C’est aussi cette philosophie qui prime aujourd’hui sur les routes transalpines. Thibaut Pinot doit oublier que le Tour de France est à son programme. Il ne s’en occupera qu’après l’arrivée à Milan. Il faut dire que pour l’instant, il est bien assez occupé avec la bagarre du Giro. A l’entame de la dernière semaine, gargantuesque, il est celui que l’on attend avec Nairo Quintana pour faire vaciller un Tom Dumoulin jusque-là irréprochable. Mais dès dimanche soir, il sera l’heure de penser à la Grande Boucle, où il a connu deux derniers étés compliqués. Pas de quoi faire douter Frédéric Grappe : « S’il y avait des modèles préétablis, ça se saurait. Un jour, quelqu’un regagnera Giro et Tour parce qu’on progresse dans les techniques d’accompagnement, prédit-il. Alors ce doublé, il ne faut pas l’appréhender, il faut le gérer. »
Très intéressant et surtout inédit – on ne savait pas grand-chose de son approche du Tour, merci !

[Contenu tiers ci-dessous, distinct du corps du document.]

#[cfg(test)]
mod tests {
    use super::*;
    use crate::frame::{FrameArena, FrameName};
    use crate::host::mock::MockHost;

    fn arena() -> FrameArena {
        let mut arena = FrameArena::new();
        let top = arena.push(None, "top", Some("http://host/"), FrameName::Unnamed);
        arena.push(Some(top), "app", Some("http://app/page"), FrameName::from_option(Some("app")));
        arena
    }

    fn coordinator() -> Coordinator<MockHost> {
        Coordinator::new(MockHost::with_arena(arena()), InspectorConfig::default())
    }

    fn by_name(name: &str) -> SelectionPayload {
        SelectionPayload {
            frame_name: Some(name.into()),
            ..Default::default()
        }
    }

    #[tokio::test]
    async fn test_start_injects_relays_then_overlay() {
        let mut coordinator = coordinator();
        let ctx = ContextId::new("tab-1");

        let info = coordinator.start_session(&ctx, &by_name("app")).await.unwrap();
        assert_eq!(info.frame_url, "http://app/page");
        assert_eq!(coordinator.state(&ctx), SessionState::Active);

        let state = coordinator.host().state.lock().unwrap();
        let frames: Vec<_> = state.injections.iter().map(|(f, _)| f.as_str()).collect();
        assert_eq!(frames, ["top", "app", "app"]);
        assert!(state.injections[2].1.contains("__PINOKIO_INSPECTOR__"));
        assert_eq!(state.listeners.len(), 1);
    }

    #[tokio::test]
    async fn test_messages_reach_host_without_screenshots() {
        let mut coordinator = Coordinator::new(MockHost::with_arena(arena()), InspectorConfig::minimal());
        let ctx = ContextId::new("tab-1");
        coordinator.start_session(&ctx, &by_name("app")).await.unwrap();
        assert_eq!(coordinator.host().injected_frames(), ["top", "app", "app"]);

        let state = coordinator.host().state.lock().unwrap();
        let top_relay = &state.injections[0].1;
        assert!(top_relay.contains(script::BRIDGE_BINDING));
        assert!(top_relay.contains("const FORWARD_SCREENSHOTS = false;"));
    }

    #[tokio::test]
    async fn test_no_target_stays_idle() {
        let mut coordinator = Coordinator::new(MockHost::default(), InspectorConfig::default());
        let ctx = ContextId::new("tab-1");

        let err = coordinator.start_session(&ctx, &by_name("app")).await.unwrap_err();
        assert!(matches!(err, Error::NoTarget));
        assert_eq!(coordinator.state(&ctx), SessionState::Idle);
        assert!(coordinator.host().state.lock().unwrap().listeners.is_empty());
    }

    #[tokio::test]
    async fn test_overlay_injection_failure_is_fatal() {
        let host = MockHost::with_arena(arena());
        host.refuse("app");
        let mut coordinator = Coordinator::new(host, InspectorConfig::default());
        let ctx = ContextId::new("tab-1");

        let err = coordinator.start_session(&ctx, &by_name("app")).await.unwrap_err();
        assert!(matches!(err, Error::Injection { .. }));
        assert_eq!(coordinator.state(&ctx), SessionState::Idle);
    }

    #[tokio::test]
    async fn test_stop_without_session_is_noop() {
        let mut coordinator = coordinator();
        let info = coordinator.stop_session(&ContextId::new("tab-1")).await;
        assert_eq!(info, SessionInfo::default());
        assert!(coordinator.host().state.lock().unwrap().evaluations.is_empty());
    }

    #[tokio::test]
    async fn test_stop_runs_overlay_stop_and_removes_listener() {
        let mut coordinator = coordinator();
        let ctx = ContextId::new("tab-1");
        coordinator.start_session(&ctx, &by_name("app")).await.unwrap();

        let info = coordinator.stop_session(&ctx).await;
        assert_eq!(info.frame_url, "http://app/page");
        assert_eq!(coordinator.state(&ctx), SessionState::Idle);

        let state = coordinator.host().state.lock().unwrap();
        assert!(state.listeners.is_empty());
        assert_eq!(state.evaluations.len(), 1);
        assert_eq!(state.evaluations[0].0.frame_id, "app");
        assert_eq!(state.evaluations[0].1, script::STOP_OVERLAY);
    }

    #[tokio::test]
    async fn test_stop_tolerates_destroyed_frame() {
        let mut coordinator = coordinator();
        let ctx = ContextId::new("tab-1");
        coordinator.start_session(&ctx, &by_name("app")).await.unwrap();
        coordinator.host().destroy("app");

        let info = coordinator.stop_session(&ctx).await;
        assert_eq!(info.frame_url, "http://app/page");
        assert_eq!(coordinator.state(&ctx), SessionState::Idle);
    }

    #[tokio::test]
    async fn test_second_start_supersedes_first() {
        let mut coordinator = coordinator();
        let ctx = ContextId::new("tab-1");

        coordinator.start_session(&ctx, &by_name("app")).await.unwrap();
        let first = coordinator.session(&ctx).unwrap().listener.unwrap();

        coordinator
            .start_session(&ctx, &SelectionPayload::for_url("http://host/"))
            .await
            .unwrap();
        let second = coordinator.session(&ctx).unwrap().listener.unwrap();
        assert_ne!(first, second);
        assert_eq!(coordinator.session(&ctx).unwrap().frame_id, "top");

        let state = coordinator.host().state.lock().unwrap();
        assert_eq!(state.removed, [first]);
        assert_eq!(state.listeners, [second]);
        // The old overlay was told to stop
        assert_eq!(state.evaluations.len(), 1);
    }

    #[tokio::test]
    async fn test_navigation_cancels_exactly_once() {
        let mut coordinator = coordinator();
        let ctx = ContextId::new("tab-1");
        coordinator.start_session(&ctx, &by_name("app")).await.unwrap();
        let listener = coordinator.session(&ctx).unwrap().listener.unwrap();

        let outcome = coordinator.handle_navigation(&ctx, listener).await;
        assert_eq!(outcome.unwrap().frame_url, "http://app/page");
        assert!(coordinator.session(&ctx).is_none());

        // A duplicate event (e.g. in-page navigation right after) is ignored
        assert!(coordinator.handle_navigation(&ctx, listener).await.is_none());

        let state = coordinator.host().state.lock().unwrap();
        assert_eq!(state.cancelled, ["http://app/page"]);
        assert_eq!(state.removed, [listener]);
    }

    #[tokio::test]
    async fn test_stale_listener_is_ignored() {
        let mut coordinator = coordinator();
        let ctx = ContextId::new("tab-1");
        coordinator.start_session(&ctx, &by_name("app")).await.unwrap();
        let first = coordinator.session(&ctx).unwrap().listener.unwrap();
        coordinator.start_session(&ctx, &by_name("app")).await.unwrap();

        assert!(coordinator.handle_navigation(&ctx, first).await.is_none());
        assert_eq!(coordinator.state(&ctx), SessionState::Active);
        assert!(coordinator.host().state.lock().unwrap().cancelled.is_empty());
    }

    #[tokio::test]
    async fn test_last_stop_reason() {
        let mut coordinator = coordinator();
        let ctx = ContextId::new("tab-1");
        assert_eq!(coordinator.last_stop(&ctx), None);

        coordinator.start_session(&ctx, &by_name("app")).await.unwrap();
        coordinator.start_session(&ctx, &by_name("app")).await.unwrap();
        assert_eq!(coordinator.last_stop(&ctx), Some(StopReason::Superseded));

        let listener = coordinator.session(&ctx).unwrap().listener.unwrap();
        coordinator.handle_navigation(&ctx, listener).await.unwrap();
        assert_eq!(coordinator.last_stop(&ctx), Some(StopReason::NavigatedAway));

        coordinator.start_session(&ctx, &by_name("app")).await.unwrap();
        coordinator.stop_session(&ctx).await;
        assert_eq!(coordinator.last_stop(&ctx), Some(StopReason::Stopped));

        // A no-op stop leaves the record alone
        coordinator.stop_session(&ctx).await;
        assert_eq!(coordinator.last_stop(&ctx), Some(StopReason::Stopped));
    }

    #[tokio::test]
    async fn test_sessions_are_per_context() {
        let mut coordinator = coordinator();
        let a = ContextId::new("tab-a");
        let b = ContextId::new("tab-b");
        coordinator.start_session(&a, &by_name("app")).await.unwrap();
        coordinator.start_session(&b, &by_name("app")).await.unwrap();

        coordinator.stop_session(&a).await;
        assert_eq!(coordinator.state(&a), SessionState::Idle);
        assert_eq!(coordinator.state(&b), SessionState::Active);
    }

    #[tokio::test]
    async fn test_no_notification_when_context_destroyed() {
        let mut coordinator = coordinator();
        let ctx = ContextId::new("tab-1");
        coordinator.start_session(&ctx, &by_name("app")).await.unwrap();
        let listener = coordinator.session(&ctx).unwrap().listener.unwrap();
        *coordinator.host().context_destroyed.lock().unwrap() = true;

        assert!(coordinator.handle_navigation(&ctx, listener).await.is_some());
        let state = coordinator.host().state.lock().unwrap();
        assert!(state.cancelled.is_empty());
        assert!(state.removed.is_empty());
    }
}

Sur les enchaînements Giro-Tour ces dernières années, on a vraiment peu de références probantes. Contador est évidemment celui qui a le mieux réussi dans l’exercice, en faisant vainqueur puis cinquième à deux reprises (2011, 2015). Ensuite, Menchov est sans doute celui qui a le mieux figuré, et le seul à avoir progressé entre les deux courses (cinquième puis troisième en 2008, mais il a fallu pour ça la non-invitation d’Astana sur le Tour, les exclusions de Ricco et Piepoli et la disqualification de Kohl), devant… Armstrong, en 2009 (12ème en Italie, 3ème en France). Je crois que Cunego et Rolland font aussi partie des meilleurs doublés Giro-Tour (ils ont tous les deux réussi à faire 4 puis 11), d’un rien derrière Valverde l’an passé (troisième puis sixième, propre). Parmi les enchaînements maudits, on peut citer Basso en 2005 (il était sûrement le plus fort sur le Giro, tombe malade alors qu’il a le maillot rose et perd quarante minutes, mais revient quand même gagner deux étapes en troisième semaine, et derrière il fait deuxième du Tour derrière LA) et 2006 (il gagne enfin le Giro, mais se fait décapiter par l’affaire Puerto juste avant un Tour dont il partait co-favori… Lire la suite »
Article très intéressant ! Un élément qui n’est pas mentionné est la composition des équipes entre le TDF et le Giro. Doubler Giro-TDF ça sous entend avoir une équipe capable de s’aligner pour amener un coureur à la gagne sur les deux tours. Ca veut donc dire avoir 3 ou 4 grimpeurs de très haut niveau dans l’équipe, et ça peut aussi brider les ambitions d’autres coureurs de l’équipe.
Dans le monde actuel du cyclisme il n’y a que peu d’équipes capable d’aligner une grosse équipe à la fois sur le Giro et TDF (Movistar, Sky en gros). Si on prend l’exemple de Contador en 2015, on peut supposer que s’il avait eu une meilleure équipe sur le Giro il n’aurait pas eu à faire autant d’effort pour défendre son maillot face aux coureurs d’Astana et aurait perdu peut être moins d’énergie.